Location: Verde Valley AZ
8,623 posts, read 9,694,429 times
Reputation: 11007
Quote:
Originally Posted by MaryleeII View Post
I still have young--adult---children who are struggling to make their way in the world. DD18 and DS19 both now live elsewhere and think they have it all figured, but, stuff happens. I want to keep a safe harbor for them as they establish their own lives. We will be buying a house soon, and consider it a transition home. A home for dh and me, but also a place where the kids can light if they need to. Much can happen in the next years......so we don't want to consider a retirement age-restricted place, at least not yet.

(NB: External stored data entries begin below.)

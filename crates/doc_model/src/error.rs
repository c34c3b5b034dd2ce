//! Error types for document model operations

use thiserror::Error;

#[derive(Debug, Error)]
pub enum DocModelError {
    #[error("Invalid content: {0}")]
    InvalidContent(#[from] serde_json::Error),

    #[error("Invalid attribute value for '{name}': {value}")]
    InvalidAttribute { name: String, value: String },
}

pub type Result<T> = std::result::Result<T, DocModelError>;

Besides, in general, I would not want a place with so many restrictions, regardless of my age! If I reach a point in life I'm so old I need extra help, I could hire such, like a cleaning lady, lawn service, etc, but I just don't want to consult a list of rules every time I make a decision!

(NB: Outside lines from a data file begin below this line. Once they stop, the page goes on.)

//! User interface boundary
//!
//! Everything the controller needs from the surrounding UI: blocking
//! prompts and confirmations, user-visible notices, and the enabled state
//! of the controls that trigger each action.

use cloud::Owner;
use std::fmt;

/// A user-triggered persistence action, and the control that triggers it
#[derive(Debug, Clone, Copy, PartialEq, Eq, Hash)]
pub enum Action {
    NewDocument,
    SaveLocal,
    LoadLocal,
    ExportHtml,
    SaveCloud,
    LoadCloud,
    DeleteCloud,
}

impl Action {
    pub const ALL: [Action; 7] = [
        Action::NewDocument,
        Action::SaveLocal,
        Action::LoadLocal,
        Action::ExportHtml,
        Action::SaveCloud,
        Action::LoadCloud,
        Action::DeleteCloud,
    ];

    /// Whether the action needs a signed-in session
    pub fn requires_auth(&self) -> bool {
        matches!(self, Action::SaveCloud | Action::LoadCloud | Action::DeleteCloud)
    }
}

impl fmt::Display for Action {
    fn fmt(&self, f: &mut fmt::Formatter<'_>) -> fmt::Result {
        let name = match self {
            Action::NewDocument => "new",
            Action::SaveLocal => "save-local",
            Action::LoadLocal => "load-local",
            Action::ExportHtml => "export-html",
            Action::SaveCloud => "save-cloud",
            Action::LoadCloud => "load-cloud",
            Action::DeleteCloud => "delete-cloud",
        };
        f.write_str(name)
    }
}

/// Severity of a user-visible notice
#[derive(Debug, Clone, Copy, PartialEq, Eq)]
pub enum NoticeLevel {
    Info,
    Warning,
    Error,
}

/// A message shown to the user
#[derive(Debug, Clone, PartialEq, Eq)]
pub struct Notice {
    pub level: NoticeLevel,
    pub message: String,
}

impl Notice {
    pub fn info(message: impl Into<String>) -> Self {
        Self {
            level: NoticeLevel::Info,
            message: message.into(),
        }
    }

    pub fn warning(message: impl Into<String>) -> Self {
        Self {
            level: NoticeLevel::Warning,
            message: message.into(),
        }
    }

    pub fn error(message: impl Into<String>) -> Self {
        Self {
            level: NoticeLevel::Error,
            message: message.into(),
        }
    }
}

/// Outcome of a prompt: a non-empty trimmed value, or cancelled
#[derive(Debug, Clone, PartialEq, Eq)]
pub enum PromptResult {
    Value(String),
    Cancelled,
}

impl PromptResult {
    /// Interpret raw prompt input; blank input counts as cancelled
    pub fn from_input(input: Option<String>) -> Self {
        match input {
            Some(text) if !text.trim().is_empty() => PromptResult::Value(text.trim().to_string()),
            _ => PromptResult::Cancelled,
        }
    }

    pub fn value(self) -> Option<String> {
        match self {
            PromptResult::Value(value) => Some(value),
            PromptResult::Cancelled => None,
        }
    }
}

/// The UI hosting the editor
pub trait UserInterface: Send + Sync {
    /// Ask for a line of text; `None` when dismissed
    fn prompt(&self, message: &str, default: Option<&str>) -> Option<String>;

    /// Ask for an explicit yes/no confirmation
    fn confirm(&self, message: &str) -> bool;

    /// Show a message
    fn notify(&self, notice: Notice);

    /// Enable or disable the control for an action
    fn set_enabled(&self, action: Action, enabled: bool);

    /// Switch between the signed-in controls (with the owner's label) and the sign-in form
    fn show_session(&self, owner: Option<&Owner>);

    /// Make the editor editable or read-only
    fn set_editor_enabled(&self, enabled: bool);

    /// Clear the file picker so the same file can be picked again
    fn reset_file_input(&self);

    /// Update the window title
    fn set_title(&self, title: &str);
}
//! Error types for persistence operations

use cloud::CloudError;
use store::StoreError;
use thiserror::Error;

/// Result type alias for persistence operations
pub type PersistResult<T> = Result<T, PersistenceError>;

/// Input problems; always recovered locally without touching any state
#[derive(Debug, Clone, PartialEq, Eq, Error)]
pub enum ValidationError {
    /// The prompt was dismissed or left blank
    #[error("Prompt cancelled")]
    Cancelled,

    /// A picked file does not carry the required extension
    #[error("'{file_name}' is not a .{expected} file")]
    WrongExtension { file_name: String, expected: String },

    /// The owner has no cloud documents to choose from
    #[error("No cloud documents found")]
    NoDocuments,

    /// The chooser input was not a listed number
    #[error("No document selected")]
    NoSelection,

    /// The destructive-action confirmation was declined
    #[error("Deletion cancelled")]
    DeletionCancelled,
}

#[derive(Debug, Error)]
pub enum PersistenceError {
    #[error(transparent)]
    Validation(#[from] ValidationError),

    /// A cloud operation was attempted while signed out
    #[error("Authentication required")]
    AuthRequired,

    #[error("Remote document service error: {0}")]
    Remote(CloudError),

    #[error("Local file error: {0}")]
    Local(#[from] StoreError),

    /// A newer operation, New, or a sign-out happened while this one was in flight
    #[error("Superseded by a newer operation")]
    Superseded,
}

impl From<CloudError> for PersistenceError {
    fn from(err: CloudError) -> Self {
        match err {
            CloudError::Unauthenticated => PersistenceError::AuthRequired,
            other => PersistenceError::Remote(other),
        }
    }
}

impl PersistenceError {
    /// True for aborts caused by user input rather than failures
    pub fn is_validation(&self) -> bool {
        matches!(self, PersistenceError::Validation(_))
    }

    pub fn is_cancelled(&self) -> bool {
        matches!(self, PersistenceError::Validation(ValidationError::Cancelled))
    }
}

That's exactly how I feel although I did consider buying in one of our really nice 55+ parks here. I would have loved to buy that cheap...and really nice homes too!...for half what I paid for the one I bought. BUT I don't want to go by someone else's 'rules and restrictions'. Also got a much larger property. The biggest reason I opted to not buy there was the lot rent of $500+ mo. forever and ever and you never own it outright.

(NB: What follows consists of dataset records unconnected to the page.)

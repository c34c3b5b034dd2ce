//! In-memory document service implementation.
//!
//! Mirrors the access rules of the hosted collection: callers must be
//! signed in, and may only touch documents they own. Every invocation is
//! recorded so tests can assert which calls reached the service.

use crate::{
    CloudDocument, CloudError, CloudResult, DocumentId, DocumentService, NewDocument, OwnerId,
    SessionState,
};
use tokio::sync::{watch, Mutex, RwLock};

/// A call received by [`MemoryDocumentService`]
#[derive(Debug, Clone, PartialEq, Eq)]
pub enum ServiceCall {
    Create { owner: OwnerId, title: String },
    List { owner: OwnerId },
    Fetch(DocumentId),
    Delete(DocumentId),
}

/// In-memory implementation of `DocumentService`
pub struct MemoryDocumentService {
    session: watch::Receiver<SessionState>,
    /// Documents in insertion order
    documents: RwLock<Vec<CloudDocument>>,
    calls: Mutex<Vec<ServiceCall>>,
    fail_next: Mutex<Option<CloudError>>,
}

impl MemoryDocumentService {
    /// Create an empty collection gated by the given session
    pub fn new(session: watch::Receiver<SessionState>) -> Self {
        Self {
            session,
            documents: RwLock::new(Vec::new()),
            calls: Mutex::new(Vec::new()),
            fail_next: Mutex::new(None),
        }
    }

    /// Insert a document directly, bypassing access checks
    pub async fn seed(&self, document: CloudDocument) {
        self.documents.write().await.push(document);
    }

    /// Make the next call fail with the given error
    pub async fn fail_next(&self, error: CloudError) {
        *self.fail_next.lock().await = Some(error);
    }

    /// Calls received so far
    pub async fn calls(&self) -> Vec<ServiceCall> {
        self.calls.lock().await.clone()
    }

    /// Number of stored documents
    pub async fn document_count(&self) -> usize {
        self.documents.read().await.len()
    }

    async fn begin(&self, call: ServiceCall) -> CloudResult<OwnerId> {
        self.calls.lock().await.push(call);

        let owner = self
            .session
            .borrow()
            .owner_id()
            .cloned()
            .ok_or(CloudError::Unauthenticated)?;

        if let Some(error) = self.fail_next.lock().await.take() {
            return Err(error);
        }
        Ok(owner)
    }
}

fn check_owner(session_owner: &OwnerId, owner: &OwnerId) -> CloudResult<()> {
    if session_owner == owner {
        Ok(())
    } else {
        Err(CloudError::PermissionDenied(format!(
            "documents of {} are not accessible",
            owner
        )))
    }
}

impl DocumentService for MemoryDocumentService {
    async fn create(&self, owner: &OwnerId, document: NewDocument) -> CloudResult<DocumentId> {
        let session_owner = self
            .begin(ServiceCall::Create {
                owner: owner.clone(),
                title: document.title.clone(),
            })
            .await?;
        check_owner(&session_owner, owner)?;

        let id = DocumentId::generate();
        self.documents.write().await.push(CloudDocument {
            id: id.clone(),
            owner: owner.clone(),
            title: document.title,
            content: document.content,
            created_at: document.created_at,
        });
        tracing::debug!(document = %id, "cloud document created");
        Ok(id)
    }

    async fn list_by_owner(&self, owner: &OwnerId) -> CloudResult<Vec<CloudDocument>> {
        let session_owner = self.begin(ServiceCall::List { owner: owner.clone() }).await?;
        check_owner(&session_owner, owner)?;

        // Reverse insertion order first so equal timestamps list the newer insert first.
        let mut documents: Vec<CloudDocument> = self
            .documents
            .read()
            .await
            .iter()
            .rev()
            .filter(|doc| &doc.owner == owner)
            .cloned()
            .collect();
        documents.sort_by(|a, b| b.created_at.cmp(&a.created_at));
        Ok(documents)
    }

    async fn fetch(&self, id: &DocumentId) -> CloudResult<CloudDocument> {
        let session_owner = self.begin(ServiceCall::Fetch(id.clone())).await?;

        let document = self
            .documents
            .read()
            .await
            .iter()
            .find(|doc| &doc.id == id)
            .cloned()
            .ok_or_else(|| CloudError::DocumentNotFound(id.clone()))?;
        check_owner(&session_owner, &document.owner)?;
        Ok(document)
    }

    async fn delete(&self, id: &DocumentId) -> CloudResult<()> {
        let session_owner = self.begin(ServiceCall::Delete(id.clone())).await?;

        let mut documents = self.documents.write().await;
        let index = documents
            .iter()
            .position(|doc| &doc.id == id)
            .ok_or_else(|| CloudError::DocumentNotFound(id.clone()))?;
        check_owner(&session_owner, &documents[index].owner)?;
        documents.remove(index);
        tracing::debug!(document = %id, "cloud document deleted");
        Ok(())
    }
}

I live in a working class blue collar neighborhood with plenty of kids but so far I have had NO problems with any of them. The school busses stop at my driveway and I have had to tell the kids to quit doing some things, like throwing rocks or fighting with one another! I suggested to them that they could keep the weeds pulled around my mail box.


There is a really nice mfg. home community across the street from me and makes our neighborhood look nicer than it would otherwise because it's well maintained. My ONLY complaint about my neighborhood is people's yards! So much 'stuff' and a lot of junk. My neighbors on each side have really junky back yards and one is full of broken glass, bottles, cans, etc.. That's what's left after they did some serious cleanup too! And their kids play out there! Sometimes an HOA might not be a bad idea.